From the records that follow, give the number of lines that include the word "Discard", with no further words.

[DATA RECORDS — start]

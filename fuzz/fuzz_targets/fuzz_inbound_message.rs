//! Fuzz target: text channel → `LinkService`
//!
//! Pushes arbitrary text notifications through a connected service with
//! a signing request in flight.  Nothing may panic, and once the input
//! is consumed the outbox holds at most the original request.
//!
//! cargo fuzz run fuzz_inbound_message

#![no_main]

use libfuzzer_sys::fuzz_target;
use steptosign::app::events::AppEvent;
use steptosign::app::ports::EventSink;
use steptosign::app::service::LinkService;
use steptosign::config::LinkConfig;
use steptosign::link::{Capabilities, Connection, Notification};

struct Discard;

impl EventSink for Discard {
    fn emit(&mut self, _event: &AppEvent) {}
}

fuzz_target!(|data: &[u8]| {
    let mut svc = LinkService::new(LinkConfig::default());
    let connection = Connection {
        device_id: "fuzz".into(),
        handle: 1,
        capabilities: Capabilities::all(),
    };
    if svc.on_connected(connection, &mut Discard).is_err() {
        return;
    }
    let _ = svc.request_signature(b"fuzz", 0, &mut Discard);

    for (i, chunk) in data.chunks(20).enumerate() {
        svc.handle_notification(&Notification::text(chunk), i as u64, &mut Discard);
    }
    assert!(svc.pop_command().is_some());
    assert!(!svc.has_outbound());
    let _ = svc.take_signed();
});
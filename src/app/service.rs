//! Link service: the hexagonal core.
//!
//! [`LinkService`] owns the signing flow, the training-session machine,
//! the sample rings and the archive.  It performs no I/O: inbound
//! notifications are fed in, outbound commands are queued in an outbox
//! that the async [`DeviceClient`](super::client::DeviceClient) drains
//! onto the radio.  Everything here is testable with plain function
//! calls.
//!
//! ```text
//!  Notification ──▶ ┌──────────────────────────────┐ ──▶ EventSink
//!                   │         LinkService          │
//!  API calls ─────▶ │ Demux · Signing · Sessions   │ ──▶ outbox (Command)
//!                   └──────────────────────────────┘
//! ```

use std::collections::VecDeque;

use log::{debug, info, warn};
use serde::Serialize;

use crate::config::LinkConfig;
use crate::error::{LedgerError, ProtocolError, Result, TransportError};
use crate::link::{Connection, Demultiplexer, Inbound, Notification};
use crate::protocol::{
    AckTag, Command, InboundMessage, PendingAcks, SignedTransaction, SigningFlow, SystemState,
    derive_address, parse_message,
};
use crate::session::{
    IngestStats, Progress, SampleRing, SessionMachine, SessionState, TrainingArchive,
};
use crate::telemetry::{RawRecord, TelemetrySample};

use super::events::{AppEvent, StopReason};
use super::ports::{BroadcastReceipt, EventSink};

// ───────────────────────────────────────────────────────────────
// Supporting types
// ───────────────────────────────────────────────────────────────

/// Device identity learned from `SUI:`.
#[derive(Debug, Clone, PartialEq, Eq, Serialize)]
pub struct Identity {
    pub public_key: String,
    pub address: String,
}

/// Summary of the buffered telemetry.
#[derive(Debug, Clone, Copy, PartialEq, Eq, Serialize)]
pub struct ImuStats {
    pub total_samples: usize,
    pub display_samples: usize,
    pub oldest_timestamp: Option<u32>,
    pub newest_timestamp: Option<u32>,
}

[DATA RECORDS — finish]

SOLUTION TO THIS TASK:
5